But coming more immediately to the narrative before us, we find this same characteristic in full prominence in it. The people are allowed to hunger. The disciples are permitted to feel themselves at their wits' end. They are bid to bring their poor resources to Christ. The lad who had come with his little store, perhaps a fisherman's boy from some of the lake villages who hoped to sell his loaves and fishes in the crowd, supplies the material on which Christ wills to exercise His miraculous power. The disciples' agency is pressed into the service. Each man separately receives his portion, and when all are supplied, the fragments are carefully preserved for the use of those who had been fed by miracle, and of Him who had fed them!

Besides the general lessons already referred to, as naturally arising from this feature of the miracle, there is that one which belongs to it especially, namely, that Christ feeds the famishing world by means of His Church.

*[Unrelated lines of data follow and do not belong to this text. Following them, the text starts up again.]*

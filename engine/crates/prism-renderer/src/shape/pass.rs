use std::rc::Rc;

use ash::vk;
use prism_gfx::descriptors::descriptor_set_layout::GfxDescriptorSetLayout;
use prism_gfx::foundation::device::GfxDevice;
use prism_gfx::foundation::mem_allocator::GfxAllocator;
use prism_gfx::pipelines::graphics_pipeline::{GfxGraphicsPipeline, GfxGraphicsPipelineCreateInfo};
use prism_gfx::pipelines::render_pass::GfxRenderPass;
use prism_gfx::resources::buffer::GfxBuffer;
use prism_gfx::resources::vertex_layout::GfxVertexLayout;

use crate::error::RenderError;
use crate::recorder::DrawRecorder;
use crate::shader_library::ShaderLibrary;
use crate::shape::{CollectContext, ShapeHandles, ShapeKind, ShapePipelineDesc, ShapeRenderer, ShapeState};

/// 创建 shape renderer 所需的 GPU 对象
pub struct ShapeInitContext<'a> {
    pub device: &'a Rc<GfxDevice>,
    pub allocator: &'a Rc<GfxAllocator>,
    pub render_pass: &'a GfxRenderPass,
    pub shaders: &'a ShaderLibrary,
    /// 所有带纹理的 renderer 共享的 set 0 布局
    pub texture_set_layout: &'a GfxDescriptorSetLayout,
    /// 顶点 buffer 按 slot 划分为互不重叠的区域，与 swapchain image 数量相同
    pub slot_count: usize,
}

/// 一类图形的 GPU 部分：pipeline 与按 slot 划分的 host visible buffer
///
/// slot `i` 的顶点写入 `[i * vertex_region, (i + 1) * vertex_region)`，
/// 因此 CPU 写入当前 slot 时不会覆盖仍在被 GPU 读取的其他 slot。
pub struct ShapePass<K: ShapeKind> {
    state: ShapeState<K>,

    pipeline: GfxGraphicsPipeline,
    texture_set_layout: vk::DescriptorSetLayout,

    vertex_buffer: GfxBuffer,
    vertex_region: vk::DeviceSize,
    index_buffer: Option<GfxBuffer>,
    index_region: vk::DeviceSize,

    slot_count: usize,
}

// new & init
impl<K: ShapeKind> ShapePass<K> {
    pub fn init(
        ctx: &ShapeInitContext,
        kind: K,
        max_vertices: usize,
        max_indices: usize,
    ) -> Result<Self, RenderError> {
        let desc = kind.pipeline_desc();
        let max_indices = if desc.indexed { max_indices } else { 0 };
        let slot_count = ctx.slot_count.max(1) as vk::DeviceSize;

        let pipeline = Self::create_pipeline(ctx, &desc)?;

        let vertex_region = K::Vertex::buffer_size(max_vertices);
        let vertex_buffer = match GfxBuffer::new_host_visible(
            ctx.allocator.clone(),
            (vertex_region * slot_count).max(1),
            vk::BufferUsageFlags::VERTEX_BUFFER,
            format!("{}-vertex", K::NAME),
        ) {
            Ok(buffer) => buffer,
            Err(e) => {
                pipeline.destroy();
                return Err(e.into());
            }
        };

        let index_region = (max_indices * size_of::<u32>()) as vk::DeviceSize;
        let index_buffer = if desc.indexed {
            match GfxBuffer::new_host_visible(
                ctx.allocator.clone(),
                (index_region * slot_count).max(1),
                vk::BufferUsageFlags::INDEX_BUFFER,
                format!("{}-index", K::NAME),
            ) {
                Ok(buffer) => Some(buffer),
                Err(e) => {
                    pipeline.destroy();
                    return Err(e.into());
                }
            }
        } else {
            None
        };

        log::info!(
            "{} renderer: {} vertices, {} indices per slot, {} slots",
            K::NAME,
            max_vertices,
            max_indices,
            slot_count
        );

        Ok(Self {
            state: ShapeState::new(kind, max_vertices, max_indices),
            pipeline,
            texture_set_layout: if desc.textured {
                ctx.texture_set_layout.handle()
            } else {
                vk::DescriptorSetLayout::null()
            },
            vertex_buffer,
            vertex_region,
            index_buffer,
            index_region,
            slot_count: slot_count as usize,
        })
    }

    /// shader module 只在创建 pipeline 期间存在
    fn create_pipeline(ctx: &ShapeInitContext, desc: &ShapePipelineDesc) -> Result<GfxGraphicsPipeline, RenderError> {
        let shaders = ctx.shaders.load(ctx.device, desc.shader)?;

        let mut ci = GfxGraphicsPipelineCreateInfo::default();
        ci.vertex_shader_stage(&shaders.vertex)
            .fragment_shader_stage(&shaders.fragment)
            .vertex_layout::<K::Vertex>()
            .depth_state(desc.depth_test, desc.depth_write);
        if desc.alpha_blend {
            ci.alpha_blend();
        }
        if desc.textured {
            ci.descriptor_set_layouts(vec![ctx.texture_set_layout.handle()]);
        }
        if desc.push_constant_size > 0 {
            ci.push_constant_ranges(vec![vk::PushConstantRange {
                stage_flags: desc.push_constant_stages,
                offset: 0,
                size: desc.push_constant_size,
            }]);
        }

        let pipeline = GfxGraphicsPipeline::new(ctx.device.clone(), &ci, ctx.render_pass, K::NAME);
        shaders.destroy();
        Ok(pipeline?)
    }
}

// getters
impl<K: ShapeKind> ShapePass<K> {
    #[inline]
    pub fn state(&self) -> &ShapeState<K> {
        &self.state
    }

    fn handles(&self, slot: usize) -> ShapeHandles {
        let slot = slot as vk::DeviceSize;
        ShapeHandles {
            pipeline: self.pipeline.pipeline(),
            pipeline_layout: self.pipeline.layout(),
            texture_set_layout: self.texture_set_layout,
            vertex_buffer: self.vertex_buffer.vk_buffer(),
            vertex_offset: slot * self.vertex_region,
            index_buffer: self.index_buffer.as_ref().map(|b| (b.vk_buffer(), slot * self.index_region)),
        }
    }
}

impl<K: ShapeKind> ShapeRenderer for ShapePass<K> {
    fn name(&self) -> &'static str {
        K::NAME
    }

    fn collect(&mut self, ctx: &CollectContext, world: &hecs::World, slot: usize) -> Result<u32, RenderError> {
        if slot >= self.slot_count {
            return Err(RenderError::SlotCountMismatch {
                images: slot + 1,
                slots: self.slot_count,
            });
        }

        let count = self.state.collect(ctx, world);
        if count == 0 {
            return Ok(0);
        }

        let output = self.state.output();
        self.vertex_buffer.write_slice(slot as vk::DeviceSize * self.vertex_region, output.vertices())?;
        if let Some(index_buffer) = &self.index_buffer {
            index_buffer.write_slice(slot as vk::DeviceSize * self.index_region, output.indices())?;
        }
        Ok(count)
    }

    fn record(&self, recorder: &mut dyn DrawRecorder, slot: usize, vertex_count: u32) {
        if slot >= self.slot_count {
            log::error!("{} renderer: slot {} is out of range", K::NAME, slot);
            return;
        }
        self.state.record(&self.handles(slot), vertex_count, recorder);
    }

    fn deinit(self: Box<Self>) {
        log::debug!("Destroying {} renderer", K::NAME);
        let this = *self;
        this.pipeline.destroy();
        this.vertex_buffer.destroy();
        if let Some(index_buffer) = this.index_buffer {
            index_buffer.destroy();
        }
    }
}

Precisely as in the miracles in general, so in the work of Christ as a whole, the field of supernatural intervention is rigidly confined, and fits in with the established order of things. The Incarnation and Sacrifice of our Lord are the purely supernatural work of the divine Power and Mercy. He comes, enters into our human conditions, assumes our humanity, dies the death for us all. 'I have trodden the wine-press alone.' There is no question of any human agency co-operating there, any more than there is in the word 'Lazarus, come forth,' or in the multiplication of the loaves. There, by Christ alone, is brought to us and is finished for us an eternal redemption, with which the whole race of man have nothing to do but to receive it, to eat and be filled. But this having been done by the solitary work of Jesus Christ, this new power having been introduced into the world, human agency is henceforth called into operation to diffuse it, just as the servants at Cana had to draw the wine which He had made, just as the disciples at the Sea of Tiberias have to give to the multitude the bread which was blessed and broken by His hands.

The supernaturally given Bread of Life is to be carried over the world in accordance with the ordinary laws by which all other truth is diffused and all other gifts that belong to one man are held by him in stewardship for all his fellows. True, there is ever in and with that word of life a divine Spirit, which is the real cause of its progress, which guards it from destruction though all men were faithless, and keeps it alive though all Israel bowed the knee to Baal. But, however easy it may be for us to confuse ourselves with metaphysical puzzles about the relation between the natural and the supernatural elements—the human agency and the divine energiser—in the successful discharge of the Church's work, practically the matter is very plain.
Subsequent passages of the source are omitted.